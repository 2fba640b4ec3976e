// Copyright 2025-2026 CEMAXECUTER LLC

//! OpenLST RF link layer for the TI CC1110: framing, PN9 whitening, CRC-16,
//! and rate 1/2 convolutional FEC with a streaming Viterbi decoder.

pub mod bits;
pub mod config;
pub mod crc;
pub mod deframer;
pub mod error;
pub mod fec;
pub mod frame;
pub mod whitening;

pub use bits::{pack_bits, unpack_bits};
pub use config::RadioConfig;
pub use crc::crc16;
pub use deframer::{Deframer, DeframerStats, FramerState, MessageSink};
pub use error::{ConfigError, CrcError, Error, FecError, FrameError, Result};
pub use fec::{decode_fec, encode_fec, interleave, ViterbiDecoder};
pub use frame::{build_data_section, parse_data_section, Framer, Message};
pub use whitening::{whiten, whiten_in_place, Pn9};
// Copyright 2025-2026 CEMAXECUTER LLC

//! Streaming receive side: turns an unbounded stream of demodulated bits
//! into validated messages.
//!
//! Bits may arrive in chunks of any size. Each call to [`Deframer::feed`]
//! appends to an internal bit queue and then advances the state machine
//! until it runs out of input. A frame split across any number of calls
//! decodes the same as one delivered in a single call.

use std::collections::VecDeque;

use serde::Serialize;

use crate::bits::pack_iter;
use crate::config::RadioConfig;
use crate::error::ConfigError;
use crate::fec::{ViterbiDecoder, FEC_CHUNK, FEC_CHUNK_BITS};
use crate::frame::{parse_data_section, Message, MIN_DATA_SECTION};
use crate::whitening::{whiten_in_place, Pn9};

/// Where the receiver is within the current frame.
#[derive(Debug, Clone, Copy, PartialEq, Eq)]
pub enum FramerState {
    SeekingPreamble,
    SeekingSyncWord,
    AwaitingLength,
    AwaitingLengthFec,
    AwaitingData,
    AwaitingDataFec,
}

/// Receive counters, cumulative over the life of a [`Deframer`].
#[derive(Debug, Clone, Default, PartialEq, Eq, Serialize)]
pub struct DeframerStats {
    /// Frames delivered
    pub frames_ok: u64,
    /// Frames dropped on checksum mismatch
    pub crc_errors: u64,
    /// Valid frames rejected by the flag filter
    pub filtered: u64,
    /// Frames whose length byte could not hold a data section
    pub short_frames: u64,
    /// Preamble matches not followed by the sync word
    pub sync_losses: u64,
}

/// Consumer of decoded messages.
pub trait MessageSink {
    fn deliver(&mut self, msg: Message);
}

impl MessageSink for Vec<Message> {
    fn deliver(&mut self, msg: Message) {
        self.push(msg);
    }
}

/// Streaming deframer. One per bit stream.
#[derive(Debug, Clone)]
pub struct Deframer {
    config: RadioConfig,
    /// Expected preamble, one bit per entry
    preamble: Vec<u8>,
    sync_word: Vec<u8>,
    bits: VecDeque<u8>,
    state: FramerState,
    /// Data section length from the current frame's length byte
    length: usize,
    /// Decoded (and dewhitened) data section bytes of the current FEC frame
    decoded: Vec<u8>,
    pn9: Pn9,
    viterbi: ViterbiDecoder,
    stats: DeframerStats,
}

impl Deframer {
    pub fn new(config: RadioConfig) -> Result<Self, ConfigError> {
        config.validate()?;
        let preamble = (0..config.preamble_bits())
            .map(|i| if i % 2 == 0 { 1 } else { 0 })
            .collect();
        let sync_word = config.sync_word();
        Ok(Self {
            config,
            preamble,
            sync_word,
            bits: VecDeque::new(),
            state: FramerState::SeekingPreamble,
            length: 0,
            decoded: Vec::new(),
            pn9: Pn9::new(),
            viterbi: ViterbiDecoder::new(),
            stats: DeframerStats::default(),
        })
    }

    pub fn config(&self) -> &RadioConfig {
        &self.config
    }

    pub fn state(&self) -> FramerState {
        self.state
    }

    /// Bits received and not yet consumed by the state machine
    pub fn buffered_bits(&self) -> usize {
        self.bits.len()
    }

    pub fn stats(&self) -> &DeframerStats {
        &self.stats
    }

    /// Drop any partial frame and buffered bits. Counters are kept.
    pub fn reset(&mut self) {
        self.bits.clear();
        self.decoded.clear();
        self.length = 0;
        self.enter(FramerState::SeekingPreamble);
    }

    /// Feed bits (one per byte, 0 or 1) and collect any completed messages.
    pub fn feed(&mut self, bits: &[u8]) -> Vec<Message> {
        let mut out = Vec::new();
        self.feed_into(bits, &mut out);
        out
    }

    /// Feed bits and hand completed messages to `sink`.
    pub fn feed_into<S: MessageSink + ?Sized>(&mut self, bits: &[u8], sink: &mut S) {
        self.bits.extend(bits.iter().map(|b| b & 1));
        while self.step(sink) {}
    }

    /// Advance the state machine by one transition. Returns false when more
    /// input is needed.
    fn step<S: MessageSink + ?Sized>(&mut self, sink: &mut S) -> bool {
        match self.state {
            FramerState::SeekingPreamble => self.seek_preamble(),
            FramerState::SeekingSyncWord => self.seek_sync_word(),
            FramerState::AwaitingLength => self.read_length(),
            FramerState::AwaitingLengthFec => self.read_length_fec(),
            FramerState::AwaitingData => self.read_data(sink),
            FramerState::AwaitingDataFec => self.read_data_fec(sink),
        }
    }

    fn seek_preamble(&mut self) -> bool {
        let window = self.preamble.len();
        if self.bits.len() < window {
            return false;
        }

        let matches = self
            .bits
            .iter()
            .zip(&self.preamble)
            .filter(|(rx, expected)| rx == expected)
            .count();

        // Frames start on a 1 bit; a shifted match would misalign the sync word
        if self.bits[0] == 1 && matches >= self.config.preamble_quality as usize {
            self.enter(FramerState::SeekingSyncWord);
        } else {
            self.bits.pop_front();
        }
        true
    }

    fn seek_sync_word(&mut self) -> bool {
        let start = self.preamble.len();
        let end = start + self.config.sync_bits();
        if self.bits.len() < end {
            return false;
        }

        let received = pack_iter(self.bits.range(start..end).copied());
        if received == self.sync_word {
            self.bits.drain(..end);
            self.enter(if self.config.fec {
                FramerState::AwaitingLengthFec
            } else {
                FramerState::AwaitingLength
            });
        } else {
            self.stats.sync_losses += 1;
            self.bits.pop_front();
            self.enter(FramerState::SeekingPreamble);
        }
        true
    }

    fn read_length(&mut self) -> bool {
        if self.bits.len() < 8 {
            return false;
        }

        let mut length = self.take_bytes(1);
        self.pn9 = Pn9::new();
        if self.config.whitening {
            whiten_in_place(&mut length, &mut self.pn9);
        }
        self.accept_length(length[0] as usize, FramerState::AwaitingData);
        true
    }

    fn read_length_fec(&mut self) -> bool {
        // The decoder needs two blocks before the first byte leaves traceback
        if self.bits.len() < 2 * FEC_CHUNK_BITS {
            return false;
        }

        self.viterbi.reset();
        self.pn9 = Pn9::new();
        self.decoded.clear();
        // A fresh session yields nothing for the first block and exactly
        // one byte, the length, for the second
        for _ in 0..2 {
            let decoded = self.decode_next_chunk();
            self.decoded.extend(decoded);
        }
        let length = self.decoded.remove(0) as usize;
        self.accept_length(length, FramerState::AwaitingDataFec);
        true
    }

    fn accept_length(&mut self, length: usize, next: FramerState) {
        if length < MIN_DATA_SECTION {
            log::debug!("dropping frame with length {}", length);
            self.stats.short_frames += 1;
            self.decoded.clear();
            self.enter(FramerState::SeekingPreamble);
            return;
        }
        self.length = length;
        self.enter(next);
    }

    fn read_data<S: MessageSink + ?Sized>(&mut self, sink: &mut S) -> bool {
        if self.bits.len() < self.length * 8 {
            return false;
        }

        let mut raw = self.take_bytes(self.length);
        if self.config.whitening {
            whiten_in_place(&mut raw, &mut self.pn9);
        }
        self.complete(&raw, sink);
        true
    }

    fn read_data_fec<S: MessageSink + ?Sized>(&mut self, sink: &mut S) -> bool {
        if self.decoded.len() >= self.length {
            let raw = std::mem::take(&mut self.decoded);
            self.complete(&raw[..self.length], sink);
            return true;
        }
        if self.bits.len() < FEC_CHUNK_BITS {
            return false;
        }

        let decoded = self.decode_next_chunk();
        self.decoded.extend(decoded);
        true
    }

    /// Viterbi decode the next 4 bytes of input, dewhitening the output if
    /// enabled.
    fn decode_next_chunk(&mut self) -> Vec<u8> {
        let mut block = [0u8; FEC_CHUNK];
        block.copy_from_slice(&self.take_bytes(FEC_CHUNK));
        let mut decoded = self.viterbi.decode_chunk(&block);
        if self.config.whitening {
            whiten_in_place(&mut decoded, &mut self.pn9);
        }
        decoded
    }

    fn take_bytes(&mut self, n: usize) -> Vec<u8> {
        pack_iter(self.bits.drain(..n * 8))
    }

    /// Validate a complete data section and deliver it if it passes.
    fn complete<S: MessageSink + ?Sized>(&mut self, raw: &[u8], sink: &mut S) {
        match parse_data_section(raw) {
            Ok((msg, flags)) => {
                if self.config.accepts_flags(flags) {
                    log::trace!(
                        "frame ok: hwid={:04x} seq={} len={}",
                        msg.hwid,
                        msg.seqnum,
                        msg.data.len()
                    );
                    self.stats.frames_ok += 1;
                    sink.deliver(msg);
                } else {
                    log::debug!("filtered frame with flags {:02x}", flags);
                    self.stats.filtered += 1;
                }
            }
            // Lengths below the minimum never get here, so this is a CRC failure
            Err(e) => {
                log::debug!("dropping frame: {}", e);
                self.stats.crc_errors += 1;
            }
        }
        self.length = 0;
        self.enter(FramerState::SeekingPreamble);
    }

    fn enter(&mut self, state: FramerState) {
        if state != self.state {
            log::trace!("{:?} -> {:?}", self.state, state);
        }
        self.state = state;
    }
}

====================

DIRECTIONS -> Filter these records, keeping every line where the word "step" occurs.

COMPLETED TASK ->
        while self.step(sink) {}
    fn step<S: MessageSink + ?Sized>(&mut self, sink: &mut S) -> bool {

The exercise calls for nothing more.